====== DATA SUPPLIED ======
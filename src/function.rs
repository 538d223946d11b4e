//! Partial functions [`Function`].

use crate::prelude::*;

/// A partial function X ⇸ Y, i.e. a [`Relation`] relating every x to at most one y.
///
/// ## Invariants
///
/// For every two pairs (x₁, y₁) and (x₂, y₂) in a [`Function`], x₁ = x₂ implies y₁ = y₂. Every
/// method that adds pairs checks this, so that a function can never be built otherwise.
#[derive(Clone)]
pub struct Function<X, Y>(Relation<X, Y>);

// -------------------- Basic traits -------------------- //

impl<X, Y> Default for Function<X, Y> {
    fn default() -> Self {
        Self(Relation::default())
    }
}

impl<X, Y> IntoIterator for Function<X, Y> {
    type Item = Pair<X, Y>;
    type IntoIter = hash_set::IntoIter<Pair<X, Y>>;

    fn into_iter(self) -> Self::IntoIter {
        self.0.into_iter()
    }
}

impl<'a, X, Y> IntoIterator for &'a Function<X, Y> {
    type Item = &'a Pair<X, Y>;
    type IntoIter = hash_set::Iter<'a, Pair<X, Y>>;

    fn into_iter(self) -> Self::IntoIter {
        (&self.0).into_iter()
    }
}

impl<X: Element, Y: Element> TryFrom<Relation<X, Y>> for Function<X, Y> {
    type Error = SetError;

    /// Fails with [`SetError::DuplicateKey`] if the relation is not a function.
    fn try_from(value: Relation<X, Y>) -> Result<Self, SetError> {
        if value.is_function() {
            Ok(Self(value))
        } else {
            Err(SetError::DuplicateKey)
        }
    }
}

impl<X, Y> From<Function<X, Y>> for Relation<X, Y> {
    fn from(value: Function<X, Y>) -> Self {
        value.0
    }
}

impl<X: Element, Y: Element, S> From<HashMap<X, Y, S>> for Function<X, Y> {
    fn from(value: HashMap<X, Y, S>) -> Self {
        // Map keys are unique.
        Self(Relation::from(value))
    }
}

impl<X: Element, Y: Element> From<BTreeMap<X, Y>> for Function<X, Y> {
    fn from(value: BTreeMap<X, Y>) -> Self {
        Self(Relation::from(value))
    }
}

impl<X: Debug, Y: Debug> Debug for Function<X, Y> {
    fn fmt(&self, f: &mut Formatter<'_>) -> FmtResult {
        write!(f, "{:?}", self.0)
    }
}

impl<X: Display, Y: Display> Display for Function<X, Y> {
    fn fmt(&self, f: &mut Formatter<'_>) -> FmtResult {
        write!(f, "{}", self.0)
    }
}

// -------------------- SetOps -------------------- //

impl<X, Y> crate::Seal for Function<X, Y> {}

impl<X: Element, Y: Element> SetOps<Pair<X, Y>> for Function<X, Y> {
    type Output = Relation<X, Y>;

    fn as_set(&self) -> &Set<Pair<X, Y>> {
        self.0.as_set()
    }
}

impl<X: Element, Y: Element> RelationOps<X, Y> for Function<X, Y> {}

impl<X, Y> Function<X, Y> {
    /// The empty function.
    #[must_use]
    pub fn new() -> Self {
        Self::default()
    }

    /// The function as a relation.
    pub const fn as_relation(&self) -> &Relation<X, Y> {
        &self.0
    }

    /// Removes all pairs from the function.
    pub fn clear(&mut self) {
        self.0.clear();
    }
}

impl<X: Element, Y: Element> Function<X, Y> {
    /// Pairs up the distinct elements of `xs` with the elements of `ys`.
    ///
    /// Each distinct x is paired in order of first appearance, so that `[a, b, a]` and `[1, 2]`
    /// build {(a, 1), (b, 2)}. Fails with [`SetError::InvalidArgument`] unless the number of
    /// distinct x equals the length of `ys`.
    pub fn from_sequences<I, J>(xs: I, ys: J) -> Result<Self, SetError>
    where
        I: IntoIterator<Item = X>,
        J: IntoIterator<Item = Y>,
    {
        let mut seen = Set::new();
        let keys: Vec<_> = xs.into_iter().filter(|x| seen.add(x.clone())).collect();
        let values: Vec<_> = ys.into_iter().collect();

        Relation::from_sequences(keys, values).map(Self)
    }

    /// Builds a function by adding each pair in turn through [`FunctionOps::add`].
    ///
    /// Fails with [`SetError::DuplicateKey`] as soon as two pairs share a key, even if they're
    /// equal.
    pub fn try_from_pairs<I: IntoIterator<Item = Pair<X, Y>>>(iter: I) -> Result<Self, SetError> {
        let mut fun = Self::new();
        for pair in iter {
            fun.add(pair)?;
        }
        Ok(fun)
    }

    /// Removes a pair from the function.
    ///
    /// Returns whether the function changed, i.e. whether the pair was present.
    pub fn remove(&mut self, pair: &Pair<X, Y>) -> bool {
        self.0.remove(pair)
    }

    /// Removes the pair with key x, returning its value.
    pub fn remove_key(&mut self, x: &X) -> Option<Y> {
        let pair = self.get_maplet(x)?.clone();
        self.0.remove(&pair);
        Some(pair.into_y())
    }
}

// -------------------- FunctionOps -------------------- //

/// The operators of a partial function X ⇸ Y.
///
/// Lookups scan every pair of the function, as no index from keys to values is kept.
pub trait FunctionOps<X: Element, Y: Element>: RelationOps<X, Y> {
    /// Adds a pair (x, y) to the function.
    ///
    /// Fails with [`SetError::DuplicateKey`] if the function already has a pair with key x,
    /// regardless of its value. Use [`put`](Self::put) to overwrite a value instead.
    fn add(&mut self, pair: Pair<X, Y>) -> Result<(), SetError>;

    /// Maps x to y, replacing any previous value, which is returned.
    fn put(&mut self, x: X, y: Y) -> Option<Y>;

    /// The pair (x, y) with key x, if any.
    fn get_maplet(&self, x: &X) -> Option<&Pair<X, Y>> {
        self.iter().find(|pair| pair.x() == x)
    }

    /// The value y with (x, y) in the function, if any.
    fn get_value<'a>(&'a self, x: &X) -> Option<&'a Y>
    where
        X: 'a,
    {
        self.get_maplet(x).map(Pair::y)
    }

    /// Whether x is in the domain.
    fn contains_key(&self, x: &X) -> bool {
        self.domain().contains(x)
    }

    /// Whether y is in the range.
    fn contains_value(&self, y: &Y) -> bool {
        self.range().contains(y)
    }
}

impl<X: Element, Y: Element> FunctionOps<X, Y> for Function<X, Y> {
    fn add(&mut self, pair: Pair<X, Y>) -> Result<(), SetError> {
        if self.get_maplet(pair.x()).is_some() {
            return Err(SetError::DuplicateKey);
        }

        self.0.add(pair);
        Ok(())
    }

    fn put(&mut self, x: X, y: Y) -> Option<Y> {
        let prev = self.remove_key(&x);
        self.0.insert(x, y);
        prev
    }
}
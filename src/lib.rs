//! # Finite sets, relations and partial functions
//!
//! A [`Set`] is an unordered collection without duplicates. A [`Relation`] is a set of ordered
//! [`Pairs`](Pair), relating each x to any number of y. A [`Function`] is a relation where every x
//! is related to at most one y.
//!
//! All three share the algebra of [`SetOps`]. Relations add the operators of [`RelationOps`] and
//! [`EndorelationOps`], and functions add key-based access through [`FunctionOps`].
//!
//! ```
//! use relalg::prelude::*;
//!
//! let q = Relation::from([("tom", "jane"), ("fred", "mary"), ("tom", "kim")]);
//! let r = Relation::from([("jane", "car"), ("mary", "truck"), ("kim", "train")]);
//!
//! let owns = q.composition(&r);
//! assert_eq!(owns.image(&Set::singleton("tom")), Set::from(["car", "train"]));
//! ```

#![warn(clippy::pedantic)]
#![warn(missing_docs)]
#![warn(clippy::missing_docs_in_private_items)]

pub mod function;
pub mod pair;
pub mod prelude;
pub mod relation;
pub mod set;


/// Compiles and runs the examples in the readme.
#[cfg(doctest)]
#[doc = include_str!("../README.md")]
struct ReadmeDoctests;

use prelude::*;

/// A type that can be stored in a [`Set`].
///
/// Membership is decided by [`Eq`] and [`Hash`]. Elements are cloned whenever an operator builds a
/// new collection out of an old one.
pub trait Element: Clone + Eq + Hash {}

impl<T: Clone + Eq + Hash> Element for T {}

/// A seal for [`SetOps`], avoiding foreign implementations.
trait Seal {}

/// A trait for [`Set`], [`Relation`] and [`Function`].
///
/// The trait is sealed so that these are the only three types that ever implement it. It only
/// contains queries and operators building new collections. Insertion is left to each type, since
/// a [`Function`] can refuse an element that a [`Set`] would take.
#[allow(private_bounds)]
pub trait SetOps<T: Element>: Seal {
    /// The collection built by the operators on this set.
    ///
    /// This is `Self` for sets and relations. Operators on functions build relations, as the
    /// union of two functions needn't be a function.
    type Output: SetOps<T> + FromIterator<T>;

    // -------------------- Basic methods -------------------- //

    /// The underlying set of elements.
    fn as_set(&self) -> &Set<T>;

    /// Set cardinality.
    fn card(&self) -> usize {
        self.as_set().as_hash_set().len()
    }

    /// Whether the set is empty.
    fn is_empty(&self) -> bool {
        self.as_set().as_hash_set().is_empty()
    }

    /// Set membership ∈.
    fn contains(&self, el: &T) -> bool {
        self.as_set().as_hash_set().contains(el)
    }

    /// Iterate over the elements of the set, in no particular order.
    fn iter(&self) -> hash_set::Iter<'_, T> {
        self.as_set().as_hash_set().iter()
    }

    // -------------------- Constructions -------------------- //

    /// Set specification {x ∈ X : P(x)}.
    #[must_use]
    fn select<P: FnMut(&T) -> bool>(&self, mut pred: P) -> Self::Output {
        self.iter().filter(|el| pred(el)).cloned().collect()
    }

    /// Union x ∪ y.
    #[must_use]
    fn union<S: SetOps<T> + ?Sized>(&self, other: &S) -> Self::Output {
        self.iter().chain(other.iter()).cloned().collect()
    }

    /// Difference x \ y.
    #[must_use]
    fn difference<S: SetOps<T> + ?Sized>(&self, other: &S) -> Self::Output {
        self.select(|el| !other.contains(el))
    }

    /// Intersection x ∩ y.
    #[must_use]
    fn intersection<S: SetOps<T> + ?Sized>(&self, other: &S) -> Self::Output {
        // Iterate over the smaller set.
        if self.card() <= other.card() {
            self.select(|el| other.contains(el))
        } else {
            other.iter().filter(|el| self.contains(el)).cloned().collect()
        }
    }

    /// The identity relation {(x, x) : x ∈ X}.
    fn identity(&self) -> Relation<T, T> {
        self.iter()
            .map(|el| Pair::new(el.clone(), el.clone()))
            .collect()
    }

    /// The cartesian product X × Y.
    fn cartesian_product<U: Element, S: SetOps<U> + ?Sized>(&self, other: &S) -> Relation<T, U> {
        self.iter()
            .flat_map(|x| other.iter().map(move |y| Pair::new(x.clone(), y.clone())))
            .collect()
    }

    // -------------------- Relations -------------------- //

    /// Subset relation ⊆.
    fn is_subset_of<S: SetOps<T> + ?Sized>(&self, other: &S) -> bool {
        self.card() <= other.card() && self.iter().all(|el| other.contains(el))
    }

    /// Strict subset relation ⊂.
    fn is_proper_subset_of<S: SetOps<T> + ?Sized>(&self, other: &S) -> bool {
        self.card() < other.card() && self.is_subset_of(other)
    }

    /// Whether x ∩ y = Ø.
    fn is_disjoint<S: SetOps<T> + ?Sized>(&self, other: &S) -> bool {
        if self.card() <= other.card() {
            self.iter().all(|el| !other.contains(el))
        } else {
            other.iter().all(|el| !self.contains(el))
        }
    }
}

/// Implements [`PartialEq`] and [`PartialOrd`] for a [`SetOps`] type, with the subset relation
/// as the order.
macro_rules! impl_partial_ord {
    ($t: ident <$($g: ident),*>) => {
        impl<$($g: Element),*> PartialEq for $t<$($g),*> {
            fn eq(&self, other: &Self) -> bool {
                self.card() == other.card() && self.is_subset_of(other)
            }
        }

        impl<$($g: Element),*> Eq for $t<$($g),*> {}

        impl<$($g: Element),*> PartialOrd for $t<$($g),*> {
            fn le(&self, other: &Self) -> bool {
                self.is_subset_of(other)
            }

            fn ge(&self, other: &Self) -> bool {
                other.le(self)
            }

            fn lt(&self, other: &Self) -> bool {
                self.is_proper_subset_of(other)
            }

            fn gt(&self, other: &Self) -> bool {
                other.lt(self)
            }

            fn partial_cmp(&self, other: &Self) -> Option<Ordering> {
                let cmp = self.card().cmp(&other.card());
                let test = match cmp {
                    Ordering::Equal => self.eq(other),
                    Ordering::Less => self.le(other),
                    Ordering::Greater => self.ge(other),
                };

                if test {
                    Some(cmp)
                } else {
                    None
                }
            }
        }
    };
}

impl_partial_ord!(Set<T>);
impl_partial_ord!(Relation<X, Y>);
impl_partial_ord!(Function<X, Y>);
//! Small walkthrough of the relation algebra on a family tree.

use relalg::prelude::*;

fn main() {
    let parent = Relation::from([
        ("harry", "tom"),
        ("harry", "jane"),
        ("tom", "fred"),
        ("jane", "mary"),
        ("mary", "eve"),
    ]);

    let grandparent = &parent >> &parent;
    let ancestor = parent.transitive_closure();
    let children = parent.inverse();

    println!("parent:      {parent}");
    println!("grandparent: {grandparent}");
    println!("ancestor:    {ancestor}");
    println!("children:    {children}");
    println!("descendants of jane: {}", ancestor.image(&Set::singleton("jane")));
}
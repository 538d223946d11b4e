//! Crate prelude.

// The actual prelude.
pub use crate::{
    function::{Function, FunctionOps},
    pair::Pair,
    relation::{EndorelationOps, Relation, RelationOps},
    set::{Set, SetError},
    Element, SetOps,
};

// Convenient imports within the crate.
pub(crate) use derive_more::{Display, Error, From, Into, IntoIterator};
pub(crate) use std::{
    cmp::Ordering,
    collections::{hash_set, BTreeMap, HashMap, HashSet},
    fmt::{Debug, Display, Formatter, Result as FmtResult, Write},
    hash::Hash,
};
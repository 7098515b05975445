//! Variable placeholder chips for rich-text editors.
//!
//! This crate is the host-agnostic core of a "variable" token type: raw
//! text containing delimited placeholders like `{{name}}` is rendered as
//! styled, non-editable chips showing a mapped label, while the persisted
//! text keeps the original delimited string. Two subsystems do the work:
//!
//! - the **token conversion engine** ([`convert`]): pure, in-place
//!   transforms between raw delimited text and chip elements over an
//!   abstract document tree ([`dom`]), lossless in the rendered→raw
//!   direction via per-chip metadata;
//! - the **autocomplete session** ([`autocomplete`]): an interactive state
//!   machine opened by typing the opening delimiter, which captures a
//!   query, debounces candidate fetches from a static or dynamic source,
//!   ranks and lists candidates in a floating panel ([`dropdown`]) and
//!   commits the selection back through the conversion engine.
//!
//! [`plugin::VariablePlugin`] wires both to a hosting editor: the host
//! feeds it key, click, scroll and content-lifecycle notifications plus a
//! [`geometry::HostSurface`] for screen metrics, and receives the
//! `variableToHTML` / `variableClick` domain events in return.

pub mod autocomplete;
pub mod candidates;
pub mod config;
pub mod convert;
pub mod dom;
pub mod dropdown;
pub mod event;
pub mod geometry;
pub mod keys;
pub mod plugin;
pub mod token;

pub use autocomplete::{AutoComplete, SessionState};
pub use candidates::{Candidate, CandidateHooks, CandidateSource, DefaultHooks};
pub use config::{
    AutocompleteOptions, Mapper, PartialVariableOptions, VariableConfig, VariableOptions,
};
pub use convert::{
    create_variable_node, is_variable_node, raw_to_rendered, rendered_to_raw, CreatedVariable,
    ORIGINAL_VARIABLE_ATTR,
};
pub use dom::{Caret, Dom, NodeId};
pub use event::{EventArgs, EventBus, VARIABLE_CLICK, VARIABLE_TO_HTML};
pub use geometry::{HostSurface, Point};
pub use keys::{Key, KeyDisposition};
pub use plugin::{ContentView, VariablePlugin};
pub use token::clean_variable;
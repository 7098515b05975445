//! Domain events emitted toward the hosting application.
//!
//! The core emits two events: one whenever a raw delimited span is
//! materialized into a chip, and one when the user activates a rendered
//! chip. Hosts subscribe by name with callbacks; emission is synchronous
//! and fire-and-forget.

use crate::dom::NodeId;
use std::collections::HashMap;

/// Fired whenever a raw span is materialized into a chip (scan-based or
/// explicit insertion).
pub const VARIABLE_TO_HTML: &str = "variableToHTML";

/// Fired when the user activates (clicks) a rendered chip.
pub const VARIABLE_CLICK: &str = "variableClick";

/// Arguments passed to event callbacks.
#[derive(Debug, Clone)]
pub enum EventArgs {
    /// A raw span became a chip. `value` is the matched raw span (or the
    /// explicitly inserted value); `clean_value` is the stripped identifier.
    VariableToHtml { value: String, clean_value: String },

    /// A chip was clicked. `value` is the cleaned identifier recovered from
    /// the chip's metadata; `target` is the chip node.
    VariableClick { value: String, target: NodeId },
}

/// Type for event callbacks.
pub type EventCallback = Box<dyn Fn(&EventArgs)>;

/// Registry of named event subscriptions.
#[derive(Default)]
pub struct EventBus {
    listeners: HashMap<String, Vec<EventCallback>>,
}

impl EventBus {
    pub fn new() -> Self {
        Self {
            listeners: HashMap::new(),
        }
    }

    /// Subscribe a callback to an event name.
    pub fn on(&mut self, name: &str, callback: EventCallback) {
        self.listeners
            .entry(name.to_string())
            .or_default()
            .push(callback);
    }

    /// Remove all callbacks for an event name.
    pub fn off(&mut self, name: &str) {
        self.listeners.remove(name);
    }

    /// Invoke every callback registered for `name`.
    pub fn emit(&self, name: &str, args: &EventArgs) {
        if let Some(callbacks) = self.listeners.get(name) {
            tracing::trace!("emitting '{}' to {} listener(s)", name, callbacks.len());
            for callback in callbacks {
                callback(args);
            }
        }
    }

    /// Number of callbacks registered for `name`.
    pub fn listener_count(&self, name: &str) -> usize {
        self.listeners.get(name).map(Vec::len).unwrap_or(0)
    }
}

impl std::fmt::Debug for EventBus {
    fn fmt(&self, f: &mut std::fmt::Formatter<'_>) -> std::fmt::Result {
        f.debug_struct("EventBus")
            .field("events", &self.listeners.keys().collect::<Vec<_>>())
            .finish()
    }
}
======
DESCRIPTION OF THE TASK
What must be returned is a bare number, the count of lines in the entries holding the string "BTreeMap".

WRITTEN RESPONSE
3